Son çıkan KHK ile ihraç edilen Marmara Üniversitesi Anayasa Hukuku Anabilim Dalı Başkanı Prof. Dr. İbrahim Kaboğlu, ihraç edilmeyi beklemediğini söyleyerek, “Ömrüm darbelere, cemaatlere karşı mücadeleyle geçti” dedi.
Olağanüstü Hal (OHAL) kapsamında yayımlanan 686 Sayılı Kanun Hükmünde Kararname (KHK) ile ihraç edilen 330 akademisyen arasında bulunan Marmara Üniversitesi Anayasa Hukuku Anabilim Dalı Başkanı Prof. Dr. İbrahim Kaboğlu, Adana Barosu tarafından düzenlenen bir panele katıldı. Kaboğlu, ihraç kararıyla ilgili değerlendirmelerde bulundu.
Darbe girişimi sonrası OHAL ilan edildiğini hatırlatan Kaboğlu, “Bununla Türkiye’de yapılan darbe girişiminin faillerinin cezalandırılması ve darbe girişiminin kalıntılarının temizlenmesi amaçlanıyordu. Bu çerçevede çok sayıda KHK çıkarıldı. Bu KHK’ler darbe girişimi ve suçlularının çerçevesinin çok dışına çıktı” diye konuştu.
‘Anayasal düzene aykırı’
KHK’lerin anayasallığı ve Avrupa İnsan Hakları Sözleşmesi’ne (AİHS) uygunluğu sorunu bulunduğunu sözlerine ekleyen Kaboğlu, şöyle devam etti: “Darbe girişimiyle ilgisiz çok uygulama yapıldı. Bu uygulamalardan biri üniversitelere yönelik kıyım harekatı oldu.
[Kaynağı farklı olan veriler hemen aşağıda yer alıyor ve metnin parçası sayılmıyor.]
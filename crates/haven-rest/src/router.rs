//! Main application router.

use crate::{
    controllers::{
        auth_controller, cache_controller, favorite_controller, health_controller,
        property_controller, user_controller,
    },
    middleware::{auth_middleware, logging_middleware, AuthMiddlewareState},
    openapi::ApiDoc,
    state::AppState,
};
use axum::{extract::DefaultBodyLimit, middleware, routing::get, Router};
use haven_config::ServerConfig;
use haven_security::TokenProviderInterface;
use std::sync::Arc;
use tower_http::{
    compression::CompressionLayer,
    cors::{AllowOrigin, Any, CorsLayer},
    timeout::TimeoutLayer,
    trace::TraceLayer,
};
use tracing::{info, warn};
use utoipa::OpenApi;
use utoipa_swagger_ui::SwaggerUi;

/// Builds the full router: `/api/v1` routes behind the bearer-token
/// middleware, health probes and Swagger UI at the root.
pub fn create_router(
    state: AppState,
    token_provider: Arc<dyn TokenProviderInterface>,
    server_config: &ServerConfig,
) -> Router {
    let auth_state = AuthMiddlewareState::new(token_provider);

    let api_router = Router::new()
        .nest("/auth", auth_controller::router())
        .nest("/users", user_controller::router())
        .nest("/properties", property_controller::router())
        .nest("/favorites", favorite_controller::router())
        .nest("/cache", cache_controller::router())
        .layer(middleware::from_fn_with_state(auth_state, auth_middleware));

    let router = Router::new()
        .merge(health_controller::router())
        .nest("/api/v1", api_router)
        .with_state(state)
        .merge(SwaggerUi::new("/swagger-ui").url("/api-docs/openapi.json", ApiDoc::openapi()))
        .route("/", get(root))
        .layer(DefaultBodyLimit::max(server_config.max_body_size))
        .layer(TimeoutLayer::new(server_config.request_timeout()))
        .layer(CompressionLayer::new())
        .layer(create_cors_layer(server_config))
        .layer(TraceLayer::new_for_http())
        .layer(middleware::from_fn(logging_middleware));

    info!("Router created with REST endpoints and Swagger UI at /swagger-ui");
    router
}

fn create_cors_layer(server_config: &ServerConfig) -> CorsLayer {
    if !server_config.cors_enabled {
        return CorsLayer::new();
    }
    if server_config.cors_origins.iter().any(|o| o == "*") {
        return CorsLayer::permissive();
    }

    let origins: Vec<_> = server_config
        .cors_origins
        .iter()
        .filter_map(|origin| match origin.parse() {
            Ok(value) => Some(value),
            Err(_) => {
                warn!("Ignoring invalid CORS origin: {}", origin);
                None
            }
        })
        .collect();

    CorsLayer::new()
        .allow_origin(AllowOrigin::list(origins))
        .allow_methods(Any)
        .allow_headers(Any)
}

async fn root() -> &'static str {
    "Haven Marketplace API v1"
}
Bu da onlardan biridir. Türkiye’de sadece bilim yapan, uluslararası alanda bilim üzerine emek harcayan ve kendi alanlarından çok iddialı olan, bunlardan biri de benim, bu kişilerin bu şekilde, anayasaya ve Türkiye’nin taraf olduğu uluslararası sözleşmelere aykırı bir biçimde bir yaptırım uygulanması kesinlikle kabul edilemez. Bunlar anayasal düzene aykırıdır. Büyük bir yanlış yapılmıştır. Umuyorum ki, bu yanlıştan yargı süreçleri beklenmeksizin hükümetin kendisinin vazgeçmesi, dönmesi, bu yanlışı görmesi ve Türkiye’yi daha fazla yanlışlar zincirinde krize sürüklenmekten alıkoyar.”
'İhraç edilmeyi beklemiyordum'
İhraçla ilgili kendisine bir gerekçe sunulmadığını vurgulayan Kaboğlu, şöyle dedi: “İhraç edilmeyi beklemiyordum. Çünkü suçlu biri değilim. Ben ömrü darbelere karşı, cemaatlere karşı mücadeleyle geçen, bütün yazdıklarım, konuştuklarım hepsi hukuk ve hukuk devleti için oldu. Demokrasi, insan hakları için oldu. Adana’ya geliş nedenim de anayasadır. Türkiye’nin mutlu, barışçıl geleceği içindir. Benim hesap veremeyeceğim hiçbir mercii yoktur. Kesinlikle bu yanlıştır, büyük bir ayıptır. Bunu İbrahim Kaboğlu sorunu olarak yapmıyorum. Buna maruz kalan meslektaşlarımın hiç birisi bunu hak etmiyor."
Emekli olmayı reddetmiş, direnme kararı almıştı
İbrahim Kaboğlu, “Bu ortamda Anayasa yapılamaz” diyen Önce Demokrasi Girişimi’nin kurulmasına öncülük etmiş ve il il Anayasa tartışmaları örgütlemişti.
İçeriği halktan saklanan Anayasa değişikliğinin, Meclis’ten zorla geçirilmesi üzerine Anayasa değişikliği hakkında teknik ve bilimsel rapor hazırlanmasında yer alan Kaboğlu 14 Ocak’ta Şişli Kent Kültür Merkezi’nde raporun açıklandığı etkinlikte bu Anayasa değişikliğinin Tanzimat’tan bu yana en büyük kırılmayı temsil ettiğini belirtmişti.
İbrahim Kaboğlu emekliliği geldiği halde emekli olmamıştı. Açılan soruşturmalara üniversitede direnme kararı almıştı.